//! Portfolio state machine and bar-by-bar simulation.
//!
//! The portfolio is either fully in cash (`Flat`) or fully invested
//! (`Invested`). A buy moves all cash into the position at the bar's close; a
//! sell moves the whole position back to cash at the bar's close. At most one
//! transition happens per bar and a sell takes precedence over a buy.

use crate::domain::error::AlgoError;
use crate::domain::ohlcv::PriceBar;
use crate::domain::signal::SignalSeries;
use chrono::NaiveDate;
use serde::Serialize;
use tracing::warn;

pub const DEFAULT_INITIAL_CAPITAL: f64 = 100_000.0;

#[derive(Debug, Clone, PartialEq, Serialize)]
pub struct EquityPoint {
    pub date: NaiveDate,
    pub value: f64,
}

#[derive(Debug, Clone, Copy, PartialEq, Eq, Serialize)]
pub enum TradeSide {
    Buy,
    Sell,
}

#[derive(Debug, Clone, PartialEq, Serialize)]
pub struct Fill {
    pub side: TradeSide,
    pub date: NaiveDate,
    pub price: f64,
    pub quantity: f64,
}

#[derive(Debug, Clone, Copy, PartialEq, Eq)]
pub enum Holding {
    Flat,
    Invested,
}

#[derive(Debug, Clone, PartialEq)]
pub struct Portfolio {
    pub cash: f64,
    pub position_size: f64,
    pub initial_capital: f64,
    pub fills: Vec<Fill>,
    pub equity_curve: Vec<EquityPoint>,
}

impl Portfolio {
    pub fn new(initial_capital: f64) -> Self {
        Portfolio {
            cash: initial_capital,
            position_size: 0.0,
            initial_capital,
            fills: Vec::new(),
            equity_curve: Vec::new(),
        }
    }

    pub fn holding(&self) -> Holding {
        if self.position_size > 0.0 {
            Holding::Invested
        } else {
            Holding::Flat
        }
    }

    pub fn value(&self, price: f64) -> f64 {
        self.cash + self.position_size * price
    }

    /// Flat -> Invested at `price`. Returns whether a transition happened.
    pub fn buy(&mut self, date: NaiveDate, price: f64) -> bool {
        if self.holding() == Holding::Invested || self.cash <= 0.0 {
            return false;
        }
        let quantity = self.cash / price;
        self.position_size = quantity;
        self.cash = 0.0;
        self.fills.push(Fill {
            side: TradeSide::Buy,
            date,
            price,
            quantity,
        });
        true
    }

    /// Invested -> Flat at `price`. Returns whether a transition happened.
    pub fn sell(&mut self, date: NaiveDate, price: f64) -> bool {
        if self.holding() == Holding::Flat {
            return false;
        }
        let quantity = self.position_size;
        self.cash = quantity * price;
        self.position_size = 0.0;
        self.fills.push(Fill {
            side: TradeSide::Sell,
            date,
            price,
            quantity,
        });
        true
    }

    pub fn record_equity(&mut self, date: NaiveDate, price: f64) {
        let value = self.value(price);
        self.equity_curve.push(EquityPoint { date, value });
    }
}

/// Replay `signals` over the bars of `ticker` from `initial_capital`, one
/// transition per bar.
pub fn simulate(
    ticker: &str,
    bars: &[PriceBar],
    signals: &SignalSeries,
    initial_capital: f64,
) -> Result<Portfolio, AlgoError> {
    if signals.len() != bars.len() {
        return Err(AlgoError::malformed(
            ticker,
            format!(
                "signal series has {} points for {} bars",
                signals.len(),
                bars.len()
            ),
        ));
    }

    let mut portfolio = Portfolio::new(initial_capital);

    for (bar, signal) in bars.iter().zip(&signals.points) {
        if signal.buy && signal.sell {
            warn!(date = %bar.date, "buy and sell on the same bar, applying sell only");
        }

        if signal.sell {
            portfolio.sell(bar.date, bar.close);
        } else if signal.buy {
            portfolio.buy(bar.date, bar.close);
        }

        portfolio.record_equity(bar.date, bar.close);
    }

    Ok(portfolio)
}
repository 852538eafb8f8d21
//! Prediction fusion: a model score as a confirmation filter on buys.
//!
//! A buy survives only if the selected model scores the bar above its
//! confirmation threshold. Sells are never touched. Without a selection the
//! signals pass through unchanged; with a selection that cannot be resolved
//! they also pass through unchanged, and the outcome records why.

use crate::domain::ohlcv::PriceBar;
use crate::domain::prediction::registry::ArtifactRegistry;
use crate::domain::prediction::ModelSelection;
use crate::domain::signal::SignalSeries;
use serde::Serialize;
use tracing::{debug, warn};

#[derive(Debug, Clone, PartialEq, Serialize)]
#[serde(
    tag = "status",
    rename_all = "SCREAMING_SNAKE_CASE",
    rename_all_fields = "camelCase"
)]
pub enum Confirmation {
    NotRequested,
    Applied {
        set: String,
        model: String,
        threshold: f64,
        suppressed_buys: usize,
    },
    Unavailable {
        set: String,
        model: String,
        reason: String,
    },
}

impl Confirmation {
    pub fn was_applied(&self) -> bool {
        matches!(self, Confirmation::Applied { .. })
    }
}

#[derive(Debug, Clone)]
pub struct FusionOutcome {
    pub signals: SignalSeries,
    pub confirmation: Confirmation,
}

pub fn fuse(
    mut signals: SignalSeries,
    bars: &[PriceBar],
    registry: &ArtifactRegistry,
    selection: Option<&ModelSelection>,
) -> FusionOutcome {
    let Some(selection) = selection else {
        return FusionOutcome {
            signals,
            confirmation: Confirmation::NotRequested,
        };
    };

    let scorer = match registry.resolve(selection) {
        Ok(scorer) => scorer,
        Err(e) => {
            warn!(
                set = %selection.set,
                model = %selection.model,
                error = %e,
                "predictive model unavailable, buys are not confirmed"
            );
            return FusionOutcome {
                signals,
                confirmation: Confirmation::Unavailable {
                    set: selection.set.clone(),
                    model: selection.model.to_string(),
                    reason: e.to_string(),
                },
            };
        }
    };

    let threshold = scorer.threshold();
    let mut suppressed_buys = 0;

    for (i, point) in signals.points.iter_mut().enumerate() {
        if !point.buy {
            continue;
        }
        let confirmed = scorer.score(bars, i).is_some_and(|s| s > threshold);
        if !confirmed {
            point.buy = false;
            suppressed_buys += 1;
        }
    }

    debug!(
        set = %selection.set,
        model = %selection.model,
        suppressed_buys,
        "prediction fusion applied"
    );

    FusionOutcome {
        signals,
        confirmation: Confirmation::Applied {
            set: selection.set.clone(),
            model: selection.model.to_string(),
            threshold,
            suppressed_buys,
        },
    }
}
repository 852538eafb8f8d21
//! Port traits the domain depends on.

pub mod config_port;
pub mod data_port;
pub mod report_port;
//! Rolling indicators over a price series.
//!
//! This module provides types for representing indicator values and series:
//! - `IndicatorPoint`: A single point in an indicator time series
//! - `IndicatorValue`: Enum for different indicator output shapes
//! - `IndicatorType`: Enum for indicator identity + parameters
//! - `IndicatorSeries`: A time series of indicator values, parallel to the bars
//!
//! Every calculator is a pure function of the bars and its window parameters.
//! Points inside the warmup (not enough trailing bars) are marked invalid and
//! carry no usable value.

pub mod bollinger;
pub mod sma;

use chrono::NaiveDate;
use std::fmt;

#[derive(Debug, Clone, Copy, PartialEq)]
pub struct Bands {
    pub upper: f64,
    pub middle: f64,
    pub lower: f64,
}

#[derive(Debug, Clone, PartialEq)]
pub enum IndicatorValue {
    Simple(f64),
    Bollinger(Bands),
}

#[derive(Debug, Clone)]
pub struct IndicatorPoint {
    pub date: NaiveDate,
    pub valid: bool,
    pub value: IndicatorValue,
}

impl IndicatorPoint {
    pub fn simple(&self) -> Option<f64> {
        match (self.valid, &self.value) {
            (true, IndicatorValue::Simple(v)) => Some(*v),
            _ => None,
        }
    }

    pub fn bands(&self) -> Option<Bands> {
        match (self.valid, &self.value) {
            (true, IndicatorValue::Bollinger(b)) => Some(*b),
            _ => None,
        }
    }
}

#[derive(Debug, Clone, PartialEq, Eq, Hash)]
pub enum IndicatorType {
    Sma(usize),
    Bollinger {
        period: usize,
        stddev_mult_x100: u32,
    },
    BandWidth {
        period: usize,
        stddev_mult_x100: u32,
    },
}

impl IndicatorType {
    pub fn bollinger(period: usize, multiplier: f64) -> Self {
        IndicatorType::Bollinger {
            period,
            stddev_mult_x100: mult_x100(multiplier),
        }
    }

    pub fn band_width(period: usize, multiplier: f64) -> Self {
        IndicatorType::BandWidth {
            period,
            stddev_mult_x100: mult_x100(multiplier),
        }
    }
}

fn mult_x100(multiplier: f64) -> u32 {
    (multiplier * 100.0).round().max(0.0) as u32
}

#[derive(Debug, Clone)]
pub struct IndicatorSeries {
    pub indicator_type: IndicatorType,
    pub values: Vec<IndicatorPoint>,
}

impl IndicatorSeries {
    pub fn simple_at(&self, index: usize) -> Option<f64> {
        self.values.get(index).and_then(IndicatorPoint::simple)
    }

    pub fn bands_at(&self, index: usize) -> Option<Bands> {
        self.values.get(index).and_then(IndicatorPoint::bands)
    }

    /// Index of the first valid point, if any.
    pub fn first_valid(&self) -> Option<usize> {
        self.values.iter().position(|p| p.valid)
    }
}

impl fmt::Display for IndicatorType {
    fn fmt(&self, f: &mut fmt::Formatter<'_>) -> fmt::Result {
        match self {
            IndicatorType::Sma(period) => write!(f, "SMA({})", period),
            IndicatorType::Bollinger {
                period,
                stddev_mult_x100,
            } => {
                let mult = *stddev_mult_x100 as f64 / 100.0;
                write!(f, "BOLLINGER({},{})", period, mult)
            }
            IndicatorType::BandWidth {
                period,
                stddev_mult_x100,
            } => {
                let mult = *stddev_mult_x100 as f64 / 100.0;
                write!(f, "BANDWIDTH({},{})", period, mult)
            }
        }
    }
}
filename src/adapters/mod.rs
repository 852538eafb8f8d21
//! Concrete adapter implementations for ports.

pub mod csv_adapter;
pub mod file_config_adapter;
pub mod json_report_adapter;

---

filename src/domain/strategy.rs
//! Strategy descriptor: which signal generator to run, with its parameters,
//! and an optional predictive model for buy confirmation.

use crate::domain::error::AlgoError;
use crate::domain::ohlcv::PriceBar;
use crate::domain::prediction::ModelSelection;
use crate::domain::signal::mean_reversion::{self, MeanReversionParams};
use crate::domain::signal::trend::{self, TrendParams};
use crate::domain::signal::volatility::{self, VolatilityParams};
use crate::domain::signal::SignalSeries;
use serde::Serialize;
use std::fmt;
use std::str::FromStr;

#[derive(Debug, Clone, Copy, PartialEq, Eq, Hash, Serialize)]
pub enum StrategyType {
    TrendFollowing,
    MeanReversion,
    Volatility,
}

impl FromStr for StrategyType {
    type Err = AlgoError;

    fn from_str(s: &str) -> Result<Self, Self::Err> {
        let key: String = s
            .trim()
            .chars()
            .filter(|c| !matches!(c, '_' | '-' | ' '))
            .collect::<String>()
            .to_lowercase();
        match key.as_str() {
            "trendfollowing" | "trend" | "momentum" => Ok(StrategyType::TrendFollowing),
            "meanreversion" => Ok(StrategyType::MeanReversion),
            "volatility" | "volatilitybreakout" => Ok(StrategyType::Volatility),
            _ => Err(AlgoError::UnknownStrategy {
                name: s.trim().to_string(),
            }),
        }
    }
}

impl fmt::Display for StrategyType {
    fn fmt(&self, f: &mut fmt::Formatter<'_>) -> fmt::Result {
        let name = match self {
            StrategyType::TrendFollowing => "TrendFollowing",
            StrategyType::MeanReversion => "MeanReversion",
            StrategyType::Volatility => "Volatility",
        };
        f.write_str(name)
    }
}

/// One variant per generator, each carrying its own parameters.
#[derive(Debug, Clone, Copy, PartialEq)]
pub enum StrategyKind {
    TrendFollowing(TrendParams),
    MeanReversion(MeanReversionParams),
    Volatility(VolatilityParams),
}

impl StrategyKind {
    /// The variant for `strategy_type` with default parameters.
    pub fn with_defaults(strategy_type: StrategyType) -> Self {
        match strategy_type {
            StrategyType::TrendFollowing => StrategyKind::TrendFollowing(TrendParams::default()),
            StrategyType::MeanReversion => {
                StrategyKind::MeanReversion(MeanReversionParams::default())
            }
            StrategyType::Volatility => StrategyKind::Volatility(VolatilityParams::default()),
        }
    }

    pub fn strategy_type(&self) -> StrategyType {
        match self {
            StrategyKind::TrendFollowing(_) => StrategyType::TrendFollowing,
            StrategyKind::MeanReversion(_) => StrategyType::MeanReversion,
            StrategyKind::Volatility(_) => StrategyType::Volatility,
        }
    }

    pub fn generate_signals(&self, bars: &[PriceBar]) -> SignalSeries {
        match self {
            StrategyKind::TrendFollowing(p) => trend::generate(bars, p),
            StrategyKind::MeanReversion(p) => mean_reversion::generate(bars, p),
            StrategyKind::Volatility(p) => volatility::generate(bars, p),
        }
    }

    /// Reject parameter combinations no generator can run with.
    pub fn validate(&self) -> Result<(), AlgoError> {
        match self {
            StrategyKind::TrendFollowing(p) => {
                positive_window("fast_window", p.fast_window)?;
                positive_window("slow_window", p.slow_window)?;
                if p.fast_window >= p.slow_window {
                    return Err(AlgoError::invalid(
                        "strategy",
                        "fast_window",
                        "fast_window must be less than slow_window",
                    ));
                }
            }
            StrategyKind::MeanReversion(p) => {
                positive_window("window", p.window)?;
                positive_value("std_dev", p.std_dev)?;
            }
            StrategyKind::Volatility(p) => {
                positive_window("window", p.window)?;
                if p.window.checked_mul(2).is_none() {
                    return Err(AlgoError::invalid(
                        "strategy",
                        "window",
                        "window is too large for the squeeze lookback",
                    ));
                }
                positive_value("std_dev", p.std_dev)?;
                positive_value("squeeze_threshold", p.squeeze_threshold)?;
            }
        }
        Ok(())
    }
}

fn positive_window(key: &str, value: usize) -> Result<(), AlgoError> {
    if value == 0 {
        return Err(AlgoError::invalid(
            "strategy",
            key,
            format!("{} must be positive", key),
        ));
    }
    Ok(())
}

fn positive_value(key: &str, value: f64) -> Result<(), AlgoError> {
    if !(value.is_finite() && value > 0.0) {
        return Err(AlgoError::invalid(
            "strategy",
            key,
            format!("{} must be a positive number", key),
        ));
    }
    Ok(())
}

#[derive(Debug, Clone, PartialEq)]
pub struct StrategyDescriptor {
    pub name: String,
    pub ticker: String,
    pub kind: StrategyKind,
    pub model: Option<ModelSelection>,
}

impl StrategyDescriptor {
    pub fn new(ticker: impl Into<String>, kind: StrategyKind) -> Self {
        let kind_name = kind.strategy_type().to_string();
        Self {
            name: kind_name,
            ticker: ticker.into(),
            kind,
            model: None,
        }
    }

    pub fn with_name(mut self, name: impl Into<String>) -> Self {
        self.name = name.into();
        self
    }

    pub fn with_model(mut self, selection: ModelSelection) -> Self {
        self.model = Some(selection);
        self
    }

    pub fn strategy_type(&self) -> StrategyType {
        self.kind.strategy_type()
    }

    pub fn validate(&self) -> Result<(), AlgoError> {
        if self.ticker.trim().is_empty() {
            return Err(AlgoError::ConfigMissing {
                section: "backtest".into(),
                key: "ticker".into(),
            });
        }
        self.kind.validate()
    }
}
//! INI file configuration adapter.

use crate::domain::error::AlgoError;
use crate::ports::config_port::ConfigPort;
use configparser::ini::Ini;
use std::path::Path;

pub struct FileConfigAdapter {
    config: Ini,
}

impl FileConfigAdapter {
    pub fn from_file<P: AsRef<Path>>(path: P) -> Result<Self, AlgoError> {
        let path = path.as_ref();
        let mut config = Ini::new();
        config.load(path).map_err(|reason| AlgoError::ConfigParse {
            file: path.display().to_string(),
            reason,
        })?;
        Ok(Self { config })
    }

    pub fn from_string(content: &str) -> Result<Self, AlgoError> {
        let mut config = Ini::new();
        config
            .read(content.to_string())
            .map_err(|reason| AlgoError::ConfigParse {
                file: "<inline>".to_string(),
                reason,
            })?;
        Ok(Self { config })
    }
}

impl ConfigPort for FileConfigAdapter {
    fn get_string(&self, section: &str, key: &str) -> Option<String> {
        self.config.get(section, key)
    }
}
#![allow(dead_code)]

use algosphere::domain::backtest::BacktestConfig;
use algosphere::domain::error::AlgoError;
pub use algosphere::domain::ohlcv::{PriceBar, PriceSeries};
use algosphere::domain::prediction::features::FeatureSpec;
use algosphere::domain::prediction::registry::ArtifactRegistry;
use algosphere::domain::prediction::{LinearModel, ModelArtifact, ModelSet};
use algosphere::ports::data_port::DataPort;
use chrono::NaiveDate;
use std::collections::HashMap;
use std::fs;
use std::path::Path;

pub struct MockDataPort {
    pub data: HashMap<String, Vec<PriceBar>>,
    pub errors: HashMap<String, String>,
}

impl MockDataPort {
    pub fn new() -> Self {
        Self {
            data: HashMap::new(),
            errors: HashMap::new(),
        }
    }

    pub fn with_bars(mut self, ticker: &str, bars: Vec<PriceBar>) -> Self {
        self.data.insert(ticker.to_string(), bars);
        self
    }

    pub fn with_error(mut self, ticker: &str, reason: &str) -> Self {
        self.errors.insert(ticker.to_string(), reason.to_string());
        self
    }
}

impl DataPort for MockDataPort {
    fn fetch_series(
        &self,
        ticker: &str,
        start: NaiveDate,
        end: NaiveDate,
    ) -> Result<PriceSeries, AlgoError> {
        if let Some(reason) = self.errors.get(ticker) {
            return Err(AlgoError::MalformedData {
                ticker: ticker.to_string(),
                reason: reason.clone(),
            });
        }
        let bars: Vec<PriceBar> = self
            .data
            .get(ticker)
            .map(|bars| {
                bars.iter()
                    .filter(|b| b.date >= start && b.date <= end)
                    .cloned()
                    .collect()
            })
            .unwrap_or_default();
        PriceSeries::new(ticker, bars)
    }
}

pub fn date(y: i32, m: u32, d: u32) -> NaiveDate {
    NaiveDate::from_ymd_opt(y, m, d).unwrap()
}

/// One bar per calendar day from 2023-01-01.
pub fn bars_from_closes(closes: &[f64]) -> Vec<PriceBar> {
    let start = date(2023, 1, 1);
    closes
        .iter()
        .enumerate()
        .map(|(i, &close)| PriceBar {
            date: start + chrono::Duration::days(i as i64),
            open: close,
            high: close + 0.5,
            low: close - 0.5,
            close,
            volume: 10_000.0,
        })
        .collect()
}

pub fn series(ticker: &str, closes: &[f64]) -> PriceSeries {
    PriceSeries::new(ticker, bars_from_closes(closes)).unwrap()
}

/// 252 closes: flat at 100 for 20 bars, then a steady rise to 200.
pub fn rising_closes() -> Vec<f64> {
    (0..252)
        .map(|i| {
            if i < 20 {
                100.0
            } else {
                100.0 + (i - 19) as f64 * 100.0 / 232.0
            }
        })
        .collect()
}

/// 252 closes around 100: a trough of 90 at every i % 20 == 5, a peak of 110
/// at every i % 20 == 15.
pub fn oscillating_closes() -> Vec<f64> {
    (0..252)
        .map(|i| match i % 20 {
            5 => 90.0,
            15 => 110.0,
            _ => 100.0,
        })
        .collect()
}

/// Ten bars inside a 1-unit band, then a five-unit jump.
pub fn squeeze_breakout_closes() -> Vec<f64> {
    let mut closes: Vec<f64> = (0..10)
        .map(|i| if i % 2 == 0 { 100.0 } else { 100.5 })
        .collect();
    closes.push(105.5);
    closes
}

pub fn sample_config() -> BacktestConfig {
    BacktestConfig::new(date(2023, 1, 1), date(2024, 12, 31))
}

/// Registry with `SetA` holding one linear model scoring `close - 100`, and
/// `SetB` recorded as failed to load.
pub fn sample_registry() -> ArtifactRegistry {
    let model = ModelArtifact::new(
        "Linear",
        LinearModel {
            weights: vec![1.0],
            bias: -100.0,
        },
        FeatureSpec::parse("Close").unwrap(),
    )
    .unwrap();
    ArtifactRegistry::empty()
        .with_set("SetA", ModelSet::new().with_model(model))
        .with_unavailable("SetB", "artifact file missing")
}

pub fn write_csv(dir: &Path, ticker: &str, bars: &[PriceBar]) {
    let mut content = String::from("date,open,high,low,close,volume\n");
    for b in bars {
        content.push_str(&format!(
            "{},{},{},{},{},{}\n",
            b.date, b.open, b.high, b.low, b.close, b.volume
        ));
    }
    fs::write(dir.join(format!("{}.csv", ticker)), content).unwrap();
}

_What you will do_. From the data above, reproduce word for word the lines running from the line with "and bar-by-bar simulation." to the line with "At most one", ends included.

_Your solution_.
//! Portfolio state machine and bar-by-bar simulation.
//!
//! The portfolio is either fully in cash (`Flat`) or fully invested
//! (`Invested`). A buy moves all cash into the position at the bar's close; a
//! sell moves the whole position back to cash at the bar's close. At most one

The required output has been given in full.